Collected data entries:
+ + +
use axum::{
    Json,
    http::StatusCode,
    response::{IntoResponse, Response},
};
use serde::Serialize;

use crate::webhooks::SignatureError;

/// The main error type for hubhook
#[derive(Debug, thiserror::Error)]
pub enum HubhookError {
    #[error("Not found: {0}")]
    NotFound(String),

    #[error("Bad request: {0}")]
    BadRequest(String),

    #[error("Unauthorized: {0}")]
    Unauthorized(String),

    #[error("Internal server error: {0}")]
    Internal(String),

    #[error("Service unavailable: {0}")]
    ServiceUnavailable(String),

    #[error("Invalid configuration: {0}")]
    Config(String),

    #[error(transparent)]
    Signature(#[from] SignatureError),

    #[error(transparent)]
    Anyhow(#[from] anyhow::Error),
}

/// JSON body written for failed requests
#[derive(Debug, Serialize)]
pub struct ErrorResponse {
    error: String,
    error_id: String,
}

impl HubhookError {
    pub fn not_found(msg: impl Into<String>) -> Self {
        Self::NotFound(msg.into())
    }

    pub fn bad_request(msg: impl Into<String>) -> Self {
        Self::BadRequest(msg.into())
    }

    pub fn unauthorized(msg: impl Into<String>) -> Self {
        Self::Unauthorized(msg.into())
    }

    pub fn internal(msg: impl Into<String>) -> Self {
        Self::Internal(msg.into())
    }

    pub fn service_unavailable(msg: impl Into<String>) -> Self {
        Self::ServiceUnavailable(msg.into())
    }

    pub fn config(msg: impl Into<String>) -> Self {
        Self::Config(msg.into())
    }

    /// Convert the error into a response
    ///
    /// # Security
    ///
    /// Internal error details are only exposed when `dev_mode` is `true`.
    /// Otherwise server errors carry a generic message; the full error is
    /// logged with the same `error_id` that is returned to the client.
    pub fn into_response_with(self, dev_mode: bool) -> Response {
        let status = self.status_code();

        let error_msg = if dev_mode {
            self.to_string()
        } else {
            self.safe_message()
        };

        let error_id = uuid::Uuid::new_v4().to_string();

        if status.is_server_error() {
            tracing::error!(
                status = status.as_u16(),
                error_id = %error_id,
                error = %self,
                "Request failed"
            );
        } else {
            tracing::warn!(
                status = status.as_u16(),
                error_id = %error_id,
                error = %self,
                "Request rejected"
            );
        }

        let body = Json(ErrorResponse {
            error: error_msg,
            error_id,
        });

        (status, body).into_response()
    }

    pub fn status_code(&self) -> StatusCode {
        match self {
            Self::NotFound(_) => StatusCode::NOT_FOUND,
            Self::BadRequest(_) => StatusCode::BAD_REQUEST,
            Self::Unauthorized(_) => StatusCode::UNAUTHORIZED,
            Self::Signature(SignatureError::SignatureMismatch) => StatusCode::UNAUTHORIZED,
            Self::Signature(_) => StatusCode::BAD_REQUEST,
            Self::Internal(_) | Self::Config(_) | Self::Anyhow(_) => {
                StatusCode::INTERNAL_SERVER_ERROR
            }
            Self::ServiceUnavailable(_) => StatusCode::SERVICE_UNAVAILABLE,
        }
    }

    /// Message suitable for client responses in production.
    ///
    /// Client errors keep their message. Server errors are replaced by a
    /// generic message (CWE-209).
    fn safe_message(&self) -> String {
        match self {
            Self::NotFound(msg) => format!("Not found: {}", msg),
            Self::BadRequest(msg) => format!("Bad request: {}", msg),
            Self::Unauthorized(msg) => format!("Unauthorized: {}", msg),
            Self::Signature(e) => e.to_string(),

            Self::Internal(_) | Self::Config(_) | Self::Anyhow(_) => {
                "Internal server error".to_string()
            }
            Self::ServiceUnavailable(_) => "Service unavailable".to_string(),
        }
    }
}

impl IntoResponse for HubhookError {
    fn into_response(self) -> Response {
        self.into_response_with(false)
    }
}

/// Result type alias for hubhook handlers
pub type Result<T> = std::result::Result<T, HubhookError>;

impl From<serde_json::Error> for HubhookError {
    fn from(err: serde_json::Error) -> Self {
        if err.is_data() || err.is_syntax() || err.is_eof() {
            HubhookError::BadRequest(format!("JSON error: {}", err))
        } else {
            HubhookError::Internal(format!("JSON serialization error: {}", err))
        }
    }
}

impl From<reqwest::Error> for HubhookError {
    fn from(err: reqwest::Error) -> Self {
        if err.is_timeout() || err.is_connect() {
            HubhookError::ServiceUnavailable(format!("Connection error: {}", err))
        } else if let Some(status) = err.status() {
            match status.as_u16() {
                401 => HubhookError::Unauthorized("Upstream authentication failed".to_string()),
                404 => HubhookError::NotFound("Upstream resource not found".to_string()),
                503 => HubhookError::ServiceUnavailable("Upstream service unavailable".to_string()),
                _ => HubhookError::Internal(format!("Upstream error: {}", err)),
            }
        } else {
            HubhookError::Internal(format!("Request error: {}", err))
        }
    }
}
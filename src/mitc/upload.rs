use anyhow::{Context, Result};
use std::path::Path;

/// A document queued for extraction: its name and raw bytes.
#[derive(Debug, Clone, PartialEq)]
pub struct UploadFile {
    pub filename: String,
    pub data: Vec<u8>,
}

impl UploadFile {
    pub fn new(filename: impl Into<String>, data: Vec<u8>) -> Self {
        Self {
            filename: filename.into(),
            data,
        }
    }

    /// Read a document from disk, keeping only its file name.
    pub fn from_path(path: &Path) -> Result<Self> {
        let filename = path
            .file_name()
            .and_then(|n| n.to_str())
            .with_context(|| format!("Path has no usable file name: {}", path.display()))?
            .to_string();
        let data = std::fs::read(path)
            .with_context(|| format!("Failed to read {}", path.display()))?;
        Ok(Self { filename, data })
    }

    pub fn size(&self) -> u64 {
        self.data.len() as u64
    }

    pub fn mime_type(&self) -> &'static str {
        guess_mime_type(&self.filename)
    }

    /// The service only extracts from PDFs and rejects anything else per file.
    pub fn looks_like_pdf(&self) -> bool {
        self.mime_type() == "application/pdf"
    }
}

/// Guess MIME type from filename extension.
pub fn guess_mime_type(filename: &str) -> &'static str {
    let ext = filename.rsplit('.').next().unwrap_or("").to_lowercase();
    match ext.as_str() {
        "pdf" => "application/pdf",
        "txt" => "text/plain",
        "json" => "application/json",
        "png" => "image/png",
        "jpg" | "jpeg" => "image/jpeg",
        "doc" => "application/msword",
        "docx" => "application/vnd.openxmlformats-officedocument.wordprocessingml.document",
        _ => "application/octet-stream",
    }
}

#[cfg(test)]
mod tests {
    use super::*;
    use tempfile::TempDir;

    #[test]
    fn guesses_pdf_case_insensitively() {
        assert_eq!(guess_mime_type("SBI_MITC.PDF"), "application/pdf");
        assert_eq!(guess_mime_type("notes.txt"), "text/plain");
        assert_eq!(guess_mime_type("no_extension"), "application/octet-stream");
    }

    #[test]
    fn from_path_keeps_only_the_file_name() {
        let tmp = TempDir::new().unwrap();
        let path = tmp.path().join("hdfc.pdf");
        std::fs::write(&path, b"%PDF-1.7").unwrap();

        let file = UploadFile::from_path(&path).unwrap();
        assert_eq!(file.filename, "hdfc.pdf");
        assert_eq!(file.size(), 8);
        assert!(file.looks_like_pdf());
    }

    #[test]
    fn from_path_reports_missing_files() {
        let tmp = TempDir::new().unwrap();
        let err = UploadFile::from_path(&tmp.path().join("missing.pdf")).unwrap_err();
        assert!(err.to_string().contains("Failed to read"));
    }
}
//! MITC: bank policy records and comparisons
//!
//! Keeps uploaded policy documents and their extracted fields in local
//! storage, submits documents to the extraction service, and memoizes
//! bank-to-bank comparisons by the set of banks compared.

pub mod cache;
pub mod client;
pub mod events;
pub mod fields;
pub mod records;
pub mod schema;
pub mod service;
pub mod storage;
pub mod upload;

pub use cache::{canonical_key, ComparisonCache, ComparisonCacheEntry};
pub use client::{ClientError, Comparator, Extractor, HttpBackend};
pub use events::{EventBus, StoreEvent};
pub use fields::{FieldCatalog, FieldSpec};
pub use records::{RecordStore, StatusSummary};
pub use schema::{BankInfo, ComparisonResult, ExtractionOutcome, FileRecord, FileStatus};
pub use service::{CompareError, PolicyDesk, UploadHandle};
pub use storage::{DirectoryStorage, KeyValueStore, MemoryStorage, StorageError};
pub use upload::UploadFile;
+ + +
WHAT THIS TASK INVOLVES: In the entries above, copy each line that contains the string "filename".

EXERCISE ANSWER:
filename src/mitc/upload.rs
    pub filename: String,
    pub fn new(filename: impl Into<String>, data: Vec<u8>) -> Self {
            filename: filename.into(),
        let filename = path
        Ok(Self { filename, data })
        guess_mime_type(&self.filename)
/// Guess MIME type from filename extension.
pub fn guess_mime_type(filename: &str) -> &'static str {
    let ext = filename.rsplit('.').next().unwrap_or("").to_lowercase();
        assert_eq!(file.filename, "hdfc.pdf");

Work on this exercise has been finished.